As I mentioned in my last post, I have begun reading some of the writings of Martin Luther. Seeing as how there was some interest in the topic of discipleship, and that naturally and rightfully traveled on to a discussion of works, I thought I'd see what Martin Luther has to say about works. Warning: Luther doesn't mince words on this topic. Try to remember that the words in italics are his, not mine.

The following excerpt is taken from Luther's Preface to The Book Of Romans

O, when it comes to faith, what a living, creative, active, powerful thing it is. It cannot do other than good at all times. It never waits to ask whether there is some good work to do. Rather, before the question is raised, it has done the deed, and keeps on doing it. A man not active in this way is a man without faith. He is groping about for faith and searching for good works, but knows neither what faith is nor what good works are. Nevertheless, he keeps on talking nonsense about faith and good works.

Faith is a living and unshakeable confidence, a belief in the grace of God so assured that a man would die a thousand deaths for its sake. This kind of confidence in God's grace, this sort of knowledge of it, makes us joyful, high-spirited, and eager in our relationship with God and with all mankind. That is what the Holy Spirit effects through our faith. Hence, the man of faith, without being driven, willingly and gladly seeks to do good to everyone, suffer all kinds of hardships, for the sake of the love and glory of the God who has shown him such grace. It is impossible, indeed, to separate works from faith, just as it is impossible to separate heat and light from fire.
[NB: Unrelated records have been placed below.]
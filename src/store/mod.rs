use crate::models::{Favorite, Movie, SortDirection};
use chrono::Utc;
use std::collections::HashMap;
use std::fs;
use std::io;
use std::path::{Path, PathBuf};
use thiserror::Error;
use tracing::{debug, warn};

/// Fixed keys the store namespaces its data under.
pub const FAVORITES_KEY: &str = "favorites_v2";
pub const THEME_KEY: &str = "theme";

#[derive(Debug, Error)]
pub enum StorageError {
    #[error("storage I/O error: {0}")]
    Io(#[from] io::Error),

    #[error("storage encoding error: {0}")]
    Encoding(#[from] serde_json::Error),
}

/// Durable key/value storage: string keys to string payloads. Mutations
/// persist before returning.
pub trait Storage: Send {
    fn get(&self, key: &str) -> Option<String>;
    fn set(&mut self, key: &str, value: &str) -> Result<(), StorageError>;
    fn remove(&mut self, key: &str) -> Result<(), StorageError>;
}

/// In-memory storage for tests and ephemeral runs.
#[derive(Debug, Default)]
pub struct MemoryStorage {
    entries: HashMap<String, String>,
}

impl Storage for MemoryStorage {
    fn get(&self, key: &str) -> Option<String> {
        self.entries.get(key).cloned()
    }

    fn set(&mut self, key: &str, value: &str) -> Result<(), StorageError> {
        self.entries.insert(key.to_string(), value.to_string());
        Ok(())
    }

    fn remove(&mut self, key: &str) -> Result<(), StorageError> {
        self.entries.remove(key);
        Ok(())
    }
}

/// File-backed storage: one JSON object per store file, rewritten whole on
/// every mutation. An unreadable file degrades to an empty map.
#[derive(Debug)]
pub struct FileStorage {
    path: PathBuf,
    entries: HashMap<String, String>,
}

impl FileStorage {
    pub fn open(path: impl Into<PathBuf>) -> Result<Self, StorageError> {
        let path = path.into();
        let entries = match fs::read_to_string(&path) {
            Ok(content) => serde_json::from_str(&content).unwrap_or_else(|e| {
                warn!("Discarding unreadable store file {}: {}", path.display(), e);
                HashMap::new()
            }),
            Err(e) if e.kind() == io::ErrorKind::NotFound => HashMap::new(),
            Err(e) => return Err(e.into()),
        };
        Ok(Self { path, entries })
    }

    fn flush(&self) -> Result<(), StorageError> {
        if let Some(parent) = self.path.parent() {
            if !parent.as_os_str().is_empty() {
                fs::create_dir_all(parent)?;
            }
        }
        let payload = serde_json::to_string_pretty(&self.entries)?;
        fs::write(&self.path, payload)?;
        Ok(())
    }
}

impl Storage for FileStorage {
    fn get(&self, key: &str) -> Option<String> {
        self.entries.get(key).cloned()
    }

    fn set(&mut self, key: &str, value: &str) -> Result<(), StorageError> {
        self.entries.insert(key.to_string(), value.to_string());
        self.flush()
    }

    fn remove(&mut self, key: &str) -> Result<(), StorageError> {
        self.entries.remove(key);
        self.flush()
    }
}

#[derive(Debug, Clone, Copy, PartialEq, Eq)]
pub enum Theme {
    Dark,
    Light,
}

impl Theme {
    pub fn parse(value: &str) -> Option<Self> {
        match value.trim().to_ascii_lowercase().as_str() {
            "dark" => Some(Theme::Dark),
            "light" => Some(Theme::Light),
            _ => None,
        }
    }

    pub fn flipped(&self) -> Self {
        match self {
            Theme::Dark => Theme::Light,
            Theme::Light => Theme::Dark,
        }
    }

    pub fn label(&self) -> &'static str {
        match self {
            Theme::Dark => "dark",
            Theme::Light => "light",
        }
    }
}

/// Sort keys available on the favorites view.
#[derive(Debug, Clone, Copy, PartialEq, Eq)]
pub enum FavoriteSortKey {
    Added,
    Title,
    Rating,
}

impl FavoriteSortKey {
    pub fn parse(value: &str) -> Self {
        match value.trim().to_ascii_lowercase().as_str() {
            "title" => FavoriteSortKey::Title,
            "rating" => FavoriteSortKey::Rating,
            _ => FavoriteSortKey::Added,
        }
    }
}

/// Owns the favorites side-table and the theme preference, both persisted
/// through an injected `Storage` implementation.
pub struct Store {
    storage: Box<dyn Storage>,
}

impl Store {
    pub fn new(storage: Box<dyn Storage>) -> Self {
        Self { storage }
    }

    pub fn open(path: &Path) -> Result<Self, StorageError> {
        Ok(Self::new(Box::new(FileStorage::open(path)?)))
    }

    /// Current favorites in save order. A missing or corrupt payload reads
    /// as an empty list.
    pub fn favorites(&self) -> Vec<Favorite> {
        let Some(payload) = self.storage.get(FAVORITES_KEY) else {
            return Vec::new();
        };
        serde_json::from_str(&payload).unwrap_or_else(|e| {
            warn!("Discarding unreadable favorites payload: {}", e);
            Vec::new()
        })
    }

    fn save_favorites(&mut self, favorites: &[Favorite]) -> Result<(), StorageError> {
        let payload = serde_json::to_string(favorites)?;
        self.storage.set(FAVORITES_KEY, &payload)
    }

    /// Saves a copy of the movie with the current timestamp. Adding an
    /// already-favorited id is a no-op returning the unchanged list.
    pub fn add(&mut self, movie: &Movie) -> Result<Vec<Favorite>, StorageError> {
        let mut favorites = self.favorites();
        if favorites.iter().any(|f| f.movie.id == movie.id) {
            debug!("Movie {} already favorited", movie.id);
            return Ok(favorites);
        }
        favorites.push(Favorite {
            movie: movie.clone(),
            saved_at: Utc::now(),
        });
        self.save_favorites(&favorites)?;
        Ok(favorites)
    }

    /// Removing a non-member id is a no-op.
    pub fn remove(&mut self, id: &str) -> Result<Vec<Favorite>, StorageError> {
        let mut favorites = self.favorites();
        let before = favorites.len();
        favorites.retain(|f| f.movie.id != id);
        if favorites.len() != before {
            self.save_favorites(&favorites)?;
        }
        Ok(favorites)
    }

    pub fn is_favorite(&self, id: &str) -> bool {
        self.favorites().iter().any(|f| f.movie.id == id)
    }

    pub fn clear(&mut self) -> Result<(), StorageError> {
        self.storage.remove(FAVORITES_KEY)
    }

    pub fn theme(&self) -> Option<Theme> {
        self.storage.get(THEME_KEY).and_then(|t| Theme::parse(&t))
    }

    pub fn set_theme(&mut self, theme: Theme) -> Result<(), StorageError> {
        self.storage.set(THEME_KEY, theme.label())
    }

    /// Flips the persisted theme, treating an unset preference as the
    /// given default.
    pub fn toggle_theme(&mut self, default: Theme) -> Result<Theme, StorageError> {
        let next = self.theme().unwrap_or(default).flipped();
        self.set_theme(next)?;
        Ok(next)
    }
}

/// Favorites-view refinement: same matcher as the main pipeline, applied
/// to the saved copies.
pub fn filter_favorites(favorites: &[Favorite], query: &str) -> Vec<Favorite> {
    let query = query.trim().to_lowercase();
    favorites
        .iter()
        .filter(|f| query.is_empty() || f.movie.search_haystack().contains(&query))
        .cloned()
        .collect()
}

pub fn sort_favorites(
    mut favorites: Vec<Favorite>,
    key: FavoriteSortKey,
    direction: SortDirection,
) -> Vec<Favorite> {
    favorites.sort_by(|a, b| {
        let ordering = match key {
            FavoriteSortKey::Added => a.saved_at.cmp(&b.saved_at),
            FavoriteSortKey::Title => a.movie.title.to_lowercase().cmp(&b.movie.title.to_lowercase()),
            FavoriteSortKey::Rating => a
                .movie
                .rating
                .unwrap_or(0.0)
                .total_cmp(&b.movie.rating.unwrap_or(0.0)),
        };
        direction.apply(ordering)
    });
    favorites
}
//! Control plane trait definition

use crate::action::Action;
use crate::error::Result;
use crate::model::{FloatingIp, Image, Server, SshKey};
use async_trait::async_trait;
use serde::{Deserialize, Serialize};
use std::collections::BTreeMap;
use std::net::Ipv4Addr;

/// Remote capability surface consumed by the orchestration engine
///
/// Every mutating call returns the [`Action`] the control plane started for
/// it. Implementations map any response outside the 200-201 range to
/// [`crate::CloudError::Api`].
#[async_trait]
pub trait ControlPlane: Send + Sync {
    /// Look up a server by its name
    async fn get_server_by_name(&self, name: &str) -> Result<Option<Server>>;

    /// Gracefully shut a server down
    async fn shutdown_server(&self, server_id: i64) -> Result<Action>;

    /// Create an image from a server's disk
    async fn create_image(&self, server_id: i64, opts: &CreateImageOpts) -> Result<CreateImageResult>;

    /// List every floating IP in the project
    async fn list_floating_ips(&self) -> Result<Vec<FloatingIp>>;

    /// Get a floating IP by id
    async fn get_floating_ip(&self, id: i64) -> Result<Option<FloatingIp>>;

    async fn unassign_floating_ip(&self, id: i64) -> Result<Action>;

    async fn assign_floating_ip(&self, id: i64, server_id: i64) -> Result<Action>;

    /// Detach a primary IP from the server it is bound to
    async fn unassign_primary_ip(&self, id: i64) -> Result<Action>;

    /// List every SSH key in the project
    async fn list_ssh_keys(&self) -> Result<Vec<SshKey>>;

    async fn delete_server(&self, server_id: i64) -> Result<Action>;

    async fn create_server(&self, opts: &CreateServerOpts) -> Result<CreateServerResult>;

    /// Attach a server to a private network, requesting a fixed address
    async fn attach_server_to_network(
        &self,
        server_id: i64,
        opts: &AttachToNetworkOpts,
    ) -> Result<Action>;

    /// Fetch the current state of an action
    async fn get_action(&self, id: i64) -> Result<Action>;
}

/// Options for creating an image
#[derive(Debug, Clone, PartialEq, Eq, Serialize, Deserialize)]
pub struct CreateImageOpts {
    pub description: String,

    /// "snapshot" or "backup"
    #[serde(rename = "type")]
    pub image_type: String,
}

impl CreateImageOpts {
    pub fn snapshot(description: impl Into<String>) -> Self {
        Self {
            description: description.into(),
            image_type: "snapshot".to_string(),
        }
    }
}

#[derive(Debug, Clone)]
pub struct CreateImageResult {
    pub image: Image,
    pub action: Action,
}

/// Options for creating a server
///
/// Every referenced resource is given by id only.
#[derive(Debug, Clone, Default, PartialEq, Eq)]
pub struct CreateServerOpts {
    pub name: String,
    pub server_type: i64,
    pub image: i64,
    pub datacenter: Option<i64>,
    pub ssh_keys: Vec<i64>,
    pub user_data: Option<String>,
    pub labels: BTreeMap<String, String>,
    pub volumes: Vec<i64>,
    pub firewalls: Vec<i64>,
    pub placement_group: Option<i64>,
    pub public_net: CreatePublicNet,
}

/// Public network options for a new server
#[derive(Debug, Clone, Default, PartialEq, Eq)]
pub struct CreatePublicNet {
    pub enable_ipv4: bool,
    pub enable_ipv6: bool,
    /// Existing primary IPv4 to bind
    pub ipv4: Option<i64>,
    /// Existing primary IPv6 to bind
    pub ipv6: Option<i64>,
}

#[derive(Debug, Clone)]
pub struct CreateServerResult {
    pub server: Server,
    pub action: Action,
}

/// Options for attaching a server to a private network
#[derive(Debug, Clone, PartialEq, Eq)]
pub struct AttachToNetworkOpts {
    pub network: i64,
    pub ip: Ipv4Addr,
}
//! Hetzner Cloud API client
//!
//! Bearer token authentication against the public REST API. Every call maps
//! to exactly one request, apart from list endpoints which follow
//! `meta.pagination.next_page` until the last page.

use crate::error::HcloudError;
use crate::schema::{
    ActionResponse, AssignFloatingIpRequest, AttachToNetworkRequest, CreateImageResponse,
    CreateServerRequest, CreateServerResponse, ErrorResponse, FloatingIpList, FloatingIpResponse,
    Page, ServerList, SshKeyList,
};
use async_trait::async_trait;
use freezer_cloud::{
    Action, AttachToNetworkOpts, CloudError, ControlPlane, CreateImageOpts, CreateImageResult,
    CreateServerOpts, CreateServerResult, FloatingIp, Result, Server, SshKey, ensure_success,
};
use reqwest::{Method, RequestBuilder, Response, StatusCode};
use serde::Serialize;
use serde::de::DeserializeOwned;

pub const HETZNER_API_BASE: &str = "https://api.hetzner.cloud/v1";

/// Page size requested from list endpoints
pub const PER_PAGE: u32 = 50;

/// [`ControlPlane`] backed by the Hetzner Cloud API
pub struct HetznerCloud {
    client: reqwest::Client,
    token: String,
    endpoint: String,
}

impl HetznerCloud {
    pub fn new(token: impl Into<String>) -> std::result::Result<Self, HcloudError> {
        let token = token.into();
        if token.trim().is_empty() {
            return Err(HcloudError::MissingToken);
        }

        let client = reqwest::Client::builder()
            .user_agent(concat!("freezer/", env!("CARGO_PKG_VERSION")))
            .build()?;

        Ok(Self {
            client,
            token,
            endpoint: HETZNER_API_BASE.to_string(),
        })
    }

    /// Send requests to `endpoint` instead of the public API
    pub fn with_endpoint(
        mut self,
        endpoint: impl Into<String>,
    ) -> std::result::Result<Self, HcloudError> {
        let endpoint = endpoint.into();
        if !endpoint.starts_with("http://") && !endpoint.starts_with("https://") {
            return Err(HcloudError::InvalidEndpoint(endpoint));
        }
        self.endpoint = endpoint.trim_end_matches('/').to_string();
        Ok(self)
    }

    pub fn endpoint(&self) -> &str {
        &self.endpoint
    }

    fn request(&self, method: Method, path: &str) -> RequestBuilder {
        let url = format!("{}{}", self.endpoint, path);
        tracing::debug!("{} {}", method, url);
        self.client
            .request(method, url)
            .bearer_auth(&self.token)
    }

    async fn send(&self, operation: &str, request: RequestBuilder) -> Result<Response> {
        let response = request.send().await.map_err(HcloudError::from)?;
        check_status(operation, response).await
    }

    async fn get<T: DeserializeOwned>(&self, operation: &str, path: &str) -> Result<T> {
        let response = self.send(operation, self.request(Method::GET, path)).await?;
        decode(response).await
    }

    async fn post<B: Serialize + ?Sized, T: DeserializeOwned>(
        &self,
        operation: &str,
        path: &str,
        body: &B,
    ) -> Result<T> {
        let request = self.request(Method::POST, path).json(body);
        let response = self.send(operation, request).await?;
        decode(response).await
    }

    /// Action started by a request without body
    async fn action(&self, operation: &str, method: Method, path: &str) -> Result<Action> {
        let response = self.send(operation, self.request(method, path)).await?;
        let body: ActionResponse = decode(response).await?;
        Ok(body.action)
    }

    async fn list<P: Page + DeserializeOwned>(&self, operation: &str, path: &str) -> Result<Vec<P::Item>> {
        let mut items = Vec::new();
        let mut page = 1;
        loop {
            let request = self
                .request(Method::GET, path)
                .query(&[("page", page), ("per_page", PER_PAGE)]);
            let response = self.send(operation, request).await?;
            let body: P = decode(response).await?;
            let (mut batch, next) = body.into_parts();
            items.append(&mut batch);

            match next {
                Some(next) if next > page => page = next,
                _ => break,
            }
        }
        Ok(items)
    }
}

/// Turn a non-success response into [`CloudError::Api`], keeping the API's
/// error code and message when the body carries them
async fn check_status(operation: &str, response: Response) -> Result<Response> {
    let status = response.status().as_u16();
    if ensure_success(operation, status).is_ok() {
        return Ok(response);
    }

    let body = response.text().await.unwrap_or_default();
    let (code, message) = match serde_json::from_str::<ErrorResponse>(&body) {
        Ok(e) => (Some(e.error.code), Some(e.error.message)),
        Err(_) => (None, None),
    };
    tracing::debug!("{} failed with status {}: {}", operation, status, body);

    Err(CloudError::Api {
        operation: operation.to_string(),
        status,
        code,
        message,
    })
}

async fn decode<T: DeserializeOwned>(response: Response) -> Result<T> {
    let bytes = response.bytes().await.map_err(HcloudError::from)?;
    Ok(serde_json::from_slice(&bytes)?)
}

#[async_trait]
impl ControlPlane for HetznerCloud {
    async fn get_server_by_name(&self, name: &str) -> Result<Option<Server>> {
        let request = self.request(Method::GET, "/servers").query(&[("name", name)]);
        let response = self.send("get server", request).await?;
        let body: ServerList = decode(response).await?;
        Ok(body.servers.into_iter().next())
    }

    async fn shutdown_server(&self, server_id: i64) -> Result<Action> {
        self.action(
            "shutdown server",
            Method::POST,
            &format!("/servers/{}/actions/shutdown", server_id),
        )
        .await
    }

    async fn create_image(&self, server_id: i64, opts: &CreateImageOpts) -> Result<CreateImageResult> {
        let body: CreateImageResponse = self
            .post(
                "create image",
                &format!("/servers/{}/actions/create_image", server_id),
                opts,
            )
            .await?;
        Ok(CreateImageResult {
            image: body.image,
            action: body.action,
        })
    }

    async fn list_floating_ips(&self) -> Result<Vec<FloatingIp>> {
        self.list::<FloatingIpList>("list floating ips", "/floating_ips").await
    }

    async fn get_floating_ip(&self, id: i64) -> Result<Option<FloatingIp>> {
        let request = self.request(Method::GET, &format!("/floating_ips/{}", id));
        let response = request.send().await.map_err(HcloudError::from)?;
        if response.status() == StatusCode::NOT_FOUND {
            return Ok(None);
        }
        let response = check_status("get floating ip", response).await?;
        let body: FloatingIpResponse = decode(response).await?;
        Ok(Some(body.floating_ip))
    }

    async fn unassign_floating_ip(&self, id: i64) -> Result<Action> {
        self.action(
            "unassign floating ip",
            Method::POST,
            &format!("/floating_ips/{}/actions/unassign", id),
        )
        .await
    }

    async fn assign_floating_ip(&self, id: i64, server_id: i64) -> Result<Action> {
        let body: ActionResponse = self
            .post(
                "assign floating ip",
                &format!("/floating_ips/{}/actions/assign", id),
                &AssignFloatingIpRequest { server: server_id },
            )
            .await?;
        Ok(body.action)
    }

    async fn unassign_primary_ip(&self, id: i64) -> Result<Action> {
        self.action(
            "unassign primary ip",
            Method::POST,
            &format!("/primary_ips/{}/actions/unassign", id),
        )
        .await
    }

    async fn list_ssh_keys(&self) -> Result<Vec<SshKey>> {
        self.list::<SshKeyList>("list ssh keys", "/ssh_keys").await
    }

    async fn delete_server(&self, server_id: i64) -> Result<Action> {
        self.action("delete server", Method::DELETE, &format!("/servers/{}", server_id))
            .await
    }

    async fn create_server(&self, opts: &CreateServerOpts) -> Result<CreateServerResult> {
        let request = CreateServerRequest::from(opts);
        let body: CreateServerResponse = self
            .post("create server", "/servers", &request)
            .await?;
        Ok(CreateServerResult {
            server: body.server,
            action: body.action,
        })
    }

    async fn attach_server_to_network(
        &self,
        server_id: i64,
        opts: &AttachToNetworkOpts,
    ) -> Result<Action> {
        let request = AttachToNetworkRequest {
            network: opts.network,
            ip: opts.ip.to_string(),
        };
        let body: ActionResponse = self
            .post(
                "attach server to network",
                &format!("/servers/{}/actions/attach_to_network", server_id),
                &request,
            )
            .await?;
        Ok(body.action)
    }

    async fn get_action(&self, id: i64) -> Result<Action> {
        let body: ActionResponse = self.get("get action", &format!("/actions/{}", id)).await?;
        Ok(body.action)
    }
}
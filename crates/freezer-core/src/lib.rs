//! Freezer core
//!
//! Freezes a cloud server into a dump on local disk (snapshot, release its
//! addresses, delete it) and unfreezes it later from that dump (recreate
//! from the snapshot, reattach floating IPs and private networks).
//!
//! ```no_run
//! use freezer_cloud::ControlPlane;
//! use freezer_core::{DumpStore, Freezer};
//! use std::sync::Arc;
//!
//! # async fn run(cloud: Arc<dyn ControlPlane>) -> freezer_core::Result<()> {
//! let freezer = Freezer::new(cloud, DumpStore::new("output", "acme"));
//! let dump_id = freezer.freeze("web").await?;
//! freezer.unfreeze("web", Some(&dump_id)).await?;
//! # Ok(())
//! # }
//! ```

mod capture;
pub mod cloud_init;
pub mod dump;
pub mod error;
mod freeze;
pub mod freezer;
mod unfreeze;
pub mod waiter;

#[cfg(test)]
mod testing;

pub use cloud_init::floating_ip_user_data;
pub use dump::{DEFAULT_OUTPUT_DIR, DumpPart, DumpStore, ServerDump, new_dump_id, select_latest};
pub use error::{FreezerError, Result};
pub use freezer::Freezer;
pub use unfreeze::create_server_opts;
pub use waiter::{ActionWaiter, PollConfig, TRANSIENT_ERROR_MARKER};
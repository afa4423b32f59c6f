use crate::ServerArgs;
use crate::context;
use colored::Colorize;
use freezer_config::Settings;

pub async fn handle(settings: &Settings, server: &ServerArgs) -> anyhow::Result<()> {
    println!(
        "{}",
        format!("Freezing server '{}'...", server.server_name).yellow()
    );

    let freezer = context::build_freezer(settings, server)?;
    let dump_id = freezer.freeze(&server.server_name).await?;

    let path = freezer.store().dump_path(&server.server_name, &dump_id);
    println!();
    println!(
        "{}",
        format!("✓ '{}' frozen", server.server_name).green().bold()
    );
    println!("  dump id: {}", dump_id.cyan());
    println!("  path:    {}", path.display());

    Ok(())
}
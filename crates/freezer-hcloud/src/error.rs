//! Hetzner Cloud client error types

use freezer_cloud::CloudError;
use thiserror::Error;

#[derive(Error, Debug)]
pub enum HcloudError {
    #[error("API token is empty")]
    MissingToken,

    #[error("Invalid endpoint: {0}")]
    InvalidEndpoint(String),

    #[error("HTTP request failed: {0}")]
    Http(#[from] reqwest::Error),
}

pub type Result<T> = std::result::Result<T, HcloudError>;

impl From<HcloudError> for CloudError {
    fn from(err: HcloudError) -> Self {
        match err {
            HcloudError::MissingToken | HcloudError::InvalidEndpoint(_) => {
                CloudError::InvalidConfig(err.to_string())
            }
            HcloudError::Http(e) => CloudError::Http(e.to_string()),
        }
    }
}
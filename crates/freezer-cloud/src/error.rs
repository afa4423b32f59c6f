//! Control plane error types

use thiserror::Error;

/// Errors returned by a control plane call
#[derive(Error, Debug)]
pub enum CloudError {
    /// The control plane answered with a status outside the success range
    #[error("{operation} failed: status {status}{}", describe(code, message))]
    Api {
        operation: String,
        status: u16,
        code: Option<String>,
        message: Option<String>,
    },

    #[error("HTTP error: {0}")]
    Http(String),

    #[error("Resource not found: {0}")]
    ResourceNotFound(String),

    #[error("Invalid configuration: {0}")]
    InvalidConfig(String),

    #[error("JSON error: {0}")]
    Json(#[from] serde_json::Error),
}

fn describe(code: &Option<String>, message: &Option<String>) -> String {
    match (code, message) {
        (Some(code), Some(message)) => format!(" ({}: {})", code, message),
        (None, Some(message)) => format!(" ({})", message),
        (Some(code), None) => format!(" ({})", code),
        (None, None) => String::new(),
    }
}

pub type Result<T> = std::result::Result<T, CloudError>;

/// Fail with [`CloudError::Api`] unless `status` is 200 or 201
pub fn ensure_success(operation: &str, status: u16) -> Result<()> {
    if (200..=201).contains(&status) {
        return Ok(());
    }
    Err(CloudError::Api {
        operation: operation.to_string(),
        status,
        code: None,
        message: None,
    })
}

#[cfg(test)]
mod tests {
    use super::*;

    /// 200 and 201 are success
    #[test]
    fn test_success_range() {
        assert!(ensure_success("get server", 200).is_ok());
        assert!(ensure_success("create server", 201).is_ok());
        assert!(ensure_success("delete server", 204).is_err());
        assert!(ensure_success("get server", 404).is_err());
    }

    /// API error display
    #[test]
    fn test_api_error_message() {
        let err = ensure_success("shutdown server", 423).unwrap_err();
        assert_eq!(err.to_string(), "shutdown server failed: status 423");

        let err = CloudError::Api {
            operation: "assign floating ip".to_string(),
            status: 409,
            code: Some("conflict".to_string()),
            message: Some("resource is locked".to_string()),
        };
        assert_eq!(
            err.to_string(),
            "assign floating ip failed: status 409 (conflict: resource is locked)"
        );
    }
}
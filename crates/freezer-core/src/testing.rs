//! Shared fixtures for unit tests

use crate::dump::ServerDump;
use freezer_cloud::{
    FirewallRef, FloatingIp, Image, PrimaryIpAssignment, PrivateNet, PublicNet, ResourceRef,
    Server, SshKey,
};
use std::collections::BTreeMap;

pub fn sample_server() -> Server {
    Server {
        id: 42,
        name: "web".to_string(),
        status: "running".to_string(),
        server_type: ResourceRef::named(22, "cx22"),
        datacenter: ResourceRef::named(4, "fsn1-dc14"),
        placement_group: Some(ResourceRef::new(9)),
        labels: BTreeMap::from([("env".to_string(), "prod".to_string())]),
        volumes: vec![300, 301],
        private_net: vec![
            PrivateNet {
                network: 5,
                ip: "10.0.0.2".to_string(),
                alias_ips: Vec::new(),
            },
            PrivateNet {
                network: 6,
                ip: "not-an-ip".to_string(),
                alias_ips: Vec::new(),
            },
        ],
        public_net: PublicNet {
            ipv4: Some(PrimaryIpAssignment {
                id: 100,
                ip: "203.0.113.10".to_string(),
                blocked: false,
            }),
            ipv6: None,
            floating_ips: vec![1, 2],
            firewalls: vec![FirewallRef {
                id: 77,
                status: "applied".to_string(),
            }],
        },
    }
}

pub fn floating_ip(id: i64, ip: &str, server: Option<i64>) -> FloatingIp {
    FloatingIp {
        id,
        name: format!("fip-{}", id),
        ip: ip.to_string(),
        ip_type: "ipv4".to_string(),
        server,
        ..Default::default()
    }
}

pub fn ssh_key(id: i64, name: &str) -> SshKey {
    SshKey {
        id,
        name: name.to_string(),
        fingerprint: format!("b7:2f:30:a0:{:02x}", id),
        public_key: format!("ssh-ed25519 AAAA{} {}", id, name),
        ..Default::default()
    }
}

pub fn sample_dump() -> ServerDump {
    ServerDump {
        server: sample_server(),
        floating_ips: vec![
            floating_ip(1, "10.0.0.5", Some(42)),
            floating_ip(2, "10.0.0.6", Some(42)),
        ],
        ssh_keys: vec![ssh_key(11, "alice"), ssh_key(12, "bob")],
        snapshot: Image {
            id: 555,
            image_type: "snapshot".to_string(),
            status: "available".to_string(),
            description: "2024-01-01 12:00:00".to_string(),
            ..Default::default()
        },
    }
}
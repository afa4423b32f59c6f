//! Asynchronous control plane actions

use serde::{Deserialize, Serialize};

/// A long-running operation tracked by the control plane
///
/// Actions are owned by the remote side; callers only observe them by
/// polling [`crate::ControlPlane::get_action`].
#[derive(Debug, Clone, PartialEq, Eq, Serialize, Deserialize)]
pub struct Action {
    /// Unique identifier for the action
    pub id: i64,

    /// Command that started the action (e.g. "shutdown_server")
    #[serde(default)]
    pub command: String,

    /// Current status
    pub status: ActionStatus,

    /// Progress in percent (0-100)
    #[serde(default)]
    pub progress: u8,

    /// Present only when `status` is [`ActionStatus::Error`]
    #[serde(default)]
    pub error: Option<ActionError>,
}

impl Action {
    pub fn new(id: i64, command: impl Into<String>, status: ActionStatus) -> Self {
        let progress = if status == ActionStatus::Success { 100 } else { 0 };
        Self {
            id,
            command: command.into(),
            status,
            progress,
            error: None,
        }
    }

    pub fn with_progress(mut self, progress: u8) -> Self {
        self.progress = progress;
        self
    }

    pub fn with_error(mut self, code: impl Into<String>, message: impl Into<String>) -> Self {
        self.status = ActionStatus::Error;
        self.error = Some(ActionError {
            code: code.into(),
            message: message.into(),
        });
        self
    }

    pub fn is_success(&self) -> bool {
        self.status == ActionStatus::Success
    }

    /// Error message reported by the control plane, empty if none
    pub fn error_message(&self) -> &str {
        self.error.as_ref().map(|e| e.message.as_str()).unwrap_or("")
    }
}

/// Status of an action
#[derive(Debug, Clone, Copy, PartialEq, Eq, Serialize, Deserialize)]
#[serde(rename_all = "snake_case")]
pub enum ActionStatus {
    Running,
    Success,
    Error,
}

impl std::fmt::Display for ActionStatus {
    fn fmt(&self, f: &mut std::fmt::Formatter<'_>) -> std::fmt::Result {
        match self {
            ActionStatus::Running => write!(f, "running"),
            ActionStatus::Success => write!(f, "success"),
            ActionStatus::Error => write!(f, "error"),
        }
    }
}

/// Error attached to a failed action
#[derive(Debug, Clone, PartialEq, Eq, Serialize, Deserialize)]
pub struct ActionError {
    pub code: String,
    pub message: String,
}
Luther is quite convinced that we don't even have to ask God, or anyone else where the good works are, that faith does the deed even before the question is raised. I think I agree with that. I have been pondering a verse in Proverbs for a while, and it says,

Do not withhold good from those to whom it is due, when it is in your power to do it. Do not say to your neighbor, "Go, and come back, and tomorrow I will give it," when you have it with you. Proverbs 3:27-28 NASB

The I other day, I made a comment that I have asked, "Where is the place where faith and works meet?" I think I know the answer now. It is everywhere, wherever we go. Just as "who is my neighbor?" can be answered, "Everyone!", so, too, is everywhere an opportunity to do good. This good flows from the faith within us, given us by God. By good works, we are not earning anything, we are simply doing what our faith causes us to do. That's why we are able to do it, because we have been enabled by faith, which cannot do wrong or dead works, but can only do that which the Spirit desires.

My question is, does the Holy Spirit, which convicts the world according to sin, confirm our works according to the righteousness imparted to us through Christ? If so, would we even be worried about whether we were doing good works, or would we trust and know that we are, because we have this faith that cannot do anything but good?

There is this whole battle going on between the flesh and the Spirit, and because of our flesh, we do not always live out in faith. Will our works grow as the power of the Spirit gains over the flesh? To me, it seems the answer would be yes. The Spirit does not overpower the flesh all at once, if He did, we'd all be perfect, without sin, ever. Yet we know that we sin at times, so there is this process, going on inside of us. Faith and works working together, not producing righteousness, but proving it, more and more as we are conformed to the image of Christ. So then, do we have to ask what to do? Or do we know it? Does our asking imply a lack of faith? Does it imply laziness, or unwillingness to submit to the Spirit? Luther believed we didn't have to ask. What do you think?